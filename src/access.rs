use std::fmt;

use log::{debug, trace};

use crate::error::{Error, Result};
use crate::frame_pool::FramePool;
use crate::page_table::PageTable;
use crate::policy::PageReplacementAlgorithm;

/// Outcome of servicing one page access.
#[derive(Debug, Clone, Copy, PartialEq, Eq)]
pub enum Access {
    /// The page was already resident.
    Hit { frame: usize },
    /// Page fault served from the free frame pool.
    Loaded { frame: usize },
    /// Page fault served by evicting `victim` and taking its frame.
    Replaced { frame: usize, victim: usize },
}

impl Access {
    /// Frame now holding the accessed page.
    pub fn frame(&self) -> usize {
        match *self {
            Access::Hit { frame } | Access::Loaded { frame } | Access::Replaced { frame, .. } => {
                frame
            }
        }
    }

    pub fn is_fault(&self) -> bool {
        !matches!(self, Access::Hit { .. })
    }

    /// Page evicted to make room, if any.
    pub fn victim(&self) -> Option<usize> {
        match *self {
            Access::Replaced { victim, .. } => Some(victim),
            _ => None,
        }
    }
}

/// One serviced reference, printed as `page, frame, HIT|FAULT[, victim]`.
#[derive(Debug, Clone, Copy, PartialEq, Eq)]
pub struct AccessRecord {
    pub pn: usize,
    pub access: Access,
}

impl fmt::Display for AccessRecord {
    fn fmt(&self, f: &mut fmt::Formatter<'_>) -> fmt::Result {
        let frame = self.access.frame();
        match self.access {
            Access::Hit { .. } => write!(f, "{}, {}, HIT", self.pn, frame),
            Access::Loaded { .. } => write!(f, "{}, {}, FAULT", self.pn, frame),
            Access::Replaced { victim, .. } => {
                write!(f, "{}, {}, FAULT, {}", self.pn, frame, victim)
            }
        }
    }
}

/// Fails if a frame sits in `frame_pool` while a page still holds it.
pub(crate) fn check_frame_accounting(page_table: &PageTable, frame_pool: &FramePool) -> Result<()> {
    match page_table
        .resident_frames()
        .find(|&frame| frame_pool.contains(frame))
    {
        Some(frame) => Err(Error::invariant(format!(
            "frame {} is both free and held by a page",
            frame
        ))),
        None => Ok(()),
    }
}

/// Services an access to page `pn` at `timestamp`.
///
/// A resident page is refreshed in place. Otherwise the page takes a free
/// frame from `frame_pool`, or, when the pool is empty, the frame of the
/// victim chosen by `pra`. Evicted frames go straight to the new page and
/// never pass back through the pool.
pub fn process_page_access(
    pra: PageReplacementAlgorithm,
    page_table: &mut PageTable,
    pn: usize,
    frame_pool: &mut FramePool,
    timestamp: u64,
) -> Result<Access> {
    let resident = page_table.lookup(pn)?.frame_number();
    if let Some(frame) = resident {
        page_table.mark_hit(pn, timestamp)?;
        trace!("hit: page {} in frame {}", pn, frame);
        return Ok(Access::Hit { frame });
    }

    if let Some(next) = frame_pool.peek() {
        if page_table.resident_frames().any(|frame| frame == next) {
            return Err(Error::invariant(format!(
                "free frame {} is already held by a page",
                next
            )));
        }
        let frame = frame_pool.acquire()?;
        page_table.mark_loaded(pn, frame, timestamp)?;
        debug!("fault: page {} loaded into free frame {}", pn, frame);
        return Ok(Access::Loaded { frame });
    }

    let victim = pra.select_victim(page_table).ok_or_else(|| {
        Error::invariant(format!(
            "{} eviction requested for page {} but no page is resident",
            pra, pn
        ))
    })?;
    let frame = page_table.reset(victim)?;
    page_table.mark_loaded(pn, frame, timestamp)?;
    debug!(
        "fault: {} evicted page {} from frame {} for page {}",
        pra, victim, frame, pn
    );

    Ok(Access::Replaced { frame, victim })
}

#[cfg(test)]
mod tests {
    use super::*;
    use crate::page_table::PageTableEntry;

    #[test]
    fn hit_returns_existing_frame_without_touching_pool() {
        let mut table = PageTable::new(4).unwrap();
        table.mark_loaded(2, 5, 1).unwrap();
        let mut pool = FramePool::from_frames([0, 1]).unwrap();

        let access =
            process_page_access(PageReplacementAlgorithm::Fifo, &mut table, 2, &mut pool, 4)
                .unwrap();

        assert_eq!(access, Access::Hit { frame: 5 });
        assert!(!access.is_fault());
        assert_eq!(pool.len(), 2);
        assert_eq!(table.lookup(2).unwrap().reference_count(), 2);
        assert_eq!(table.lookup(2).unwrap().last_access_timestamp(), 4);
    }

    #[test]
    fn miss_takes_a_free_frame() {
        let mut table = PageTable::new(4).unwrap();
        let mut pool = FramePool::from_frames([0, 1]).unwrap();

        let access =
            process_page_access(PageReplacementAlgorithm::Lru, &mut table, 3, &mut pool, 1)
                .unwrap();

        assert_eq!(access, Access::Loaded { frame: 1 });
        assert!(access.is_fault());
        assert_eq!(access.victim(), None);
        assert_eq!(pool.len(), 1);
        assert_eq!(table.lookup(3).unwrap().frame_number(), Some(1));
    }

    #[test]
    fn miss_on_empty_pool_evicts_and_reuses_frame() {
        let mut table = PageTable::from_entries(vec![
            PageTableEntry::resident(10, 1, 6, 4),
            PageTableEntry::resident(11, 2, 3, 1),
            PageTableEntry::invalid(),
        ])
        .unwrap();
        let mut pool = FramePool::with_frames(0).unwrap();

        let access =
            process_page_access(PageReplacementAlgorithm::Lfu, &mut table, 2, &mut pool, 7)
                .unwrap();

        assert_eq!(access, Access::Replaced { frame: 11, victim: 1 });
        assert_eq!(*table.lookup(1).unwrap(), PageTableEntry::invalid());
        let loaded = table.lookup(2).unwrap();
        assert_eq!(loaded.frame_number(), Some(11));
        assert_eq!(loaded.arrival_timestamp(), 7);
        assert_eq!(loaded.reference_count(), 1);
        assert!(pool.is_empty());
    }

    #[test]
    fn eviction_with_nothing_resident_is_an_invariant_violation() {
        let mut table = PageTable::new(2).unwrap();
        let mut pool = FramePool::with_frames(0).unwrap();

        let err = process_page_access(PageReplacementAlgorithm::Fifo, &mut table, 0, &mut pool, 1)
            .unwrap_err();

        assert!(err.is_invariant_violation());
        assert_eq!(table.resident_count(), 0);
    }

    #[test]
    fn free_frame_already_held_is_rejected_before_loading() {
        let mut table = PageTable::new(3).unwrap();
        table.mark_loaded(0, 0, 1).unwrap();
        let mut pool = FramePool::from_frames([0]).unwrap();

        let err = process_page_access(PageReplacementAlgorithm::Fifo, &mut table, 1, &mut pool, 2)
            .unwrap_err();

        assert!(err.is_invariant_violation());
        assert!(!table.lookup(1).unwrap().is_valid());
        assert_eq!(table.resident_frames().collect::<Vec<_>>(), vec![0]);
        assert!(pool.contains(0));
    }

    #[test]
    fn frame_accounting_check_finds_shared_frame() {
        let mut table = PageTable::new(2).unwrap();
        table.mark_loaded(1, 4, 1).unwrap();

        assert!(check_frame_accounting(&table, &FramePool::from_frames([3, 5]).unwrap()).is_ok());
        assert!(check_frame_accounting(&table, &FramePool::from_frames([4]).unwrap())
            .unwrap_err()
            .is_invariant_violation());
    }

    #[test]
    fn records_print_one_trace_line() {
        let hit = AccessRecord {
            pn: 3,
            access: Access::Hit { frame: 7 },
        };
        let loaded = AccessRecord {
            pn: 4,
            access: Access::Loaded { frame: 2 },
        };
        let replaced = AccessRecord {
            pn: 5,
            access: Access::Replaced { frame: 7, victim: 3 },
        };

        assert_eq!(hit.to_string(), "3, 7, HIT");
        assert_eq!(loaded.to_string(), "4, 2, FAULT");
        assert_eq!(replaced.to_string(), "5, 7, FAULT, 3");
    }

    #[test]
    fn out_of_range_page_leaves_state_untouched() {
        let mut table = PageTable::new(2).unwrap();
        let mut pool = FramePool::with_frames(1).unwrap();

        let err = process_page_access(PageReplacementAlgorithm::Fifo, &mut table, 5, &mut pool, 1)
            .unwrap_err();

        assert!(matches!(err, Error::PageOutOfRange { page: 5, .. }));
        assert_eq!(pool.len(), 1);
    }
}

================================

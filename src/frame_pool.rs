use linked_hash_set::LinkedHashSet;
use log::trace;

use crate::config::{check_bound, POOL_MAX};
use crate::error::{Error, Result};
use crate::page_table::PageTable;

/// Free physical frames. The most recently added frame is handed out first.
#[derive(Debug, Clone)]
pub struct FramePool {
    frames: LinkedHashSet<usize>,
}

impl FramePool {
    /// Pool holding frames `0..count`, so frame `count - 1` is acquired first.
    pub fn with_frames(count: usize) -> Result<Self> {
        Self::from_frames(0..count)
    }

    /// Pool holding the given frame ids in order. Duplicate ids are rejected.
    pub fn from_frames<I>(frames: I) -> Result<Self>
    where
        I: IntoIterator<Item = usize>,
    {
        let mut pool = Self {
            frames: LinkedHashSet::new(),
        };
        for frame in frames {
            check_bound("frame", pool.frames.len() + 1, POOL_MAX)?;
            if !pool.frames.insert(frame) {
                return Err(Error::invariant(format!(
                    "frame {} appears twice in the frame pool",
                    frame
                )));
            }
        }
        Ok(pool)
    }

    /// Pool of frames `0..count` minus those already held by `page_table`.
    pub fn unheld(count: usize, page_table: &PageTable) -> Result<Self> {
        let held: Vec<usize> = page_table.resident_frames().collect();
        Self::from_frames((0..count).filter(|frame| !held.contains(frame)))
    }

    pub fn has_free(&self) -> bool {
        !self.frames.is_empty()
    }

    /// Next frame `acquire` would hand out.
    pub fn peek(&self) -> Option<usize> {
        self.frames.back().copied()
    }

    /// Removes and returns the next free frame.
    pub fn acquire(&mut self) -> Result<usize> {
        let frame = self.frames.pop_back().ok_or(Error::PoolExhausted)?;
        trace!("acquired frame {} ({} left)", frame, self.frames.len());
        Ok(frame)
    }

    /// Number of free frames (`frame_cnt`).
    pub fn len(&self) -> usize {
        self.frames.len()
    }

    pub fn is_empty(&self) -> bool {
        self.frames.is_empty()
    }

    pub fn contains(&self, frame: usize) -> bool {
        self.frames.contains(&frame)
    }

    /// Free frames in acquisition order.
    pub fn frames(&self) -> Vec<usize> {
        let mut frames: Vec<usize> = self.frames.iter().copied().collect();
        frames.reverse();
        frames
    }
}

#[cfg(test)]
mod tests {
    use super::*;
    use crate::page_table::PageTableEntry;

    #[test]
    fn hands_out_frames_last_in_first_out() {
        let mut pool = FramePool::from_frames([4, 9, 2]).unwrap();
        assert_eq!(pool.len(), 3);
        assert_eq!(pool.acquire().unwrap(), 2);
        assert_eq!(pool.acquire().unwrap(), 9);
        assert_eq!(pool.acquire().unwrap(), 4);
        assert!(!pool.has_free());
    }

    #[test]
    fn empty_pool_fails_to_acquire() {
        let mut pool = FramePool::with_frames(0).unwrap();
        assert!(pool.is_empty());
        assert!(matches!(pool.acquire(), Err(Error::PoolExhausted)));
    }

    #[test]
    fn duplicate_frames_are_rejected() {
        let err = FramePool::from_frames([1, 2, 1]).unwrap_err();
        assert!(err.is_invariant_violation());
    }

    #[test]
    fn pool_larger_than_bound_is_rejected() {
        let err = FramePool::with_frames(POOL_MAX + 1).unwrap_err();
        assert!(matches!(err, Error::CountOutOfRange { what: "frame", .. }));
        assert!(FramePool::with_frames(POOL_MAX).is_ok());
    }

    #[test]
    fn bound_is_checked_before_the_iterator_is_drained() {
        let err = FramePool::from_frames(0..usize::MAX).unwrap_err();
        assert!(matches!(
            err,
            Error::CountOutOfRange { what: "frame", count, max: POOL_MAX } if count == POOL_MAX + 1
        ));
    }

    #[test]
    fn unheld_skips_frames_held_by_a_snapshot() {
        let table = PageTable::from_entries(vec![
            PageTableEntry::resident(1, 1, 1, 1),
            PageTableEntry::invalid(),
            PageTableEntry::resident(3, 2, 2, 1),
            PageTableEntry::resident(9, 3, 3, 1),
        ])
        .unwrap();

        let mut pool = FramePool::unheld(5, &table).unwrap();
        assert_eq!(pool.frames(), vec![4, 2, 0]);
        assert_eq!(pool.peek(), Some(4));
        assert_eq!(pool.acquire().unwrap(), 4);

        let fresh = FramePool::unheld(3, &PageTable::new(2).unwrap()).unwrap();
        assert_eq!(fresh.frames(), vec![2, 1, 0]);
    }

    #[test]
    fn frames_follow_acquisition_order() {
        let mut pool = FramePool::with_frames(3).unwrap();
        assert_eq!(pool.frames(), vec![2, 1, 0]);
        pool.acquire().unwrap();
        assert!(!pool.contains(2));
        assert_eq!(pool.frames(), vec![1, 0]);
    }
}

================================

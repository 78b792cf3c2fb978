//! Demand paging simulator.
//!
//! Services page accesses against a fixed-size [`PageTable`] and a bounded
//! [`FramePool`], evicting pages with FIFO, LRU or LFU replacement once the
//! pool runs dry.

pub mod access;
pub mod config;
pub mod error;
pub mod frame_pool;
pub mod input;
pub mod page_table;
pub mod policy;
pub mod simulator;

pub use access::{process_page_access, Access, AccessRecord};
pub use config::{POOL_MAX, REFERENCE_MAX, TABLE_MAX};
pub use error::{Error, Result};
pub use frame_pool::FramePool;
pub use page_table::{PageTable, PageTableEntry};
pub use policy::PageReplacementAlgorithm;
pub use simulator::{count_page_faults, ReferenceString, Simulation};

================================

Activity
Could you repeat exactly the lines in the listing above from the one with "table.mark_loaded(0, 0, 1).unwrap();" down to the one with "table.mark_loaded(1, 4, 1).unwrap();"? Include both of those lines.

Answer to this problem
        table.mark_loaded(0, 0, 1).unwrap();
        let mut pool = FramePool::from_frames([0]).unwrap();

        let err = process_page_access(PageReplacementAlgorithm::Fifo, &mut table, 1, &mut pool, 2)
            .unwrap_err();

        assert!(err.is_invariant_violation());
        assert!(!table.lookup(1).unwrap().is_valid());
        assert_eq!(table.resident_frames().collect::<Vec<_>>(), vec![0]);
        assert!(pool.contains(0));
    }

    #[test]
    fn frame_accounting_check_finds_shared_frame() {
        let mut table = PageTable::new(2).unwrap();
        table.mark_loaded(1, 4, 1).unwrap();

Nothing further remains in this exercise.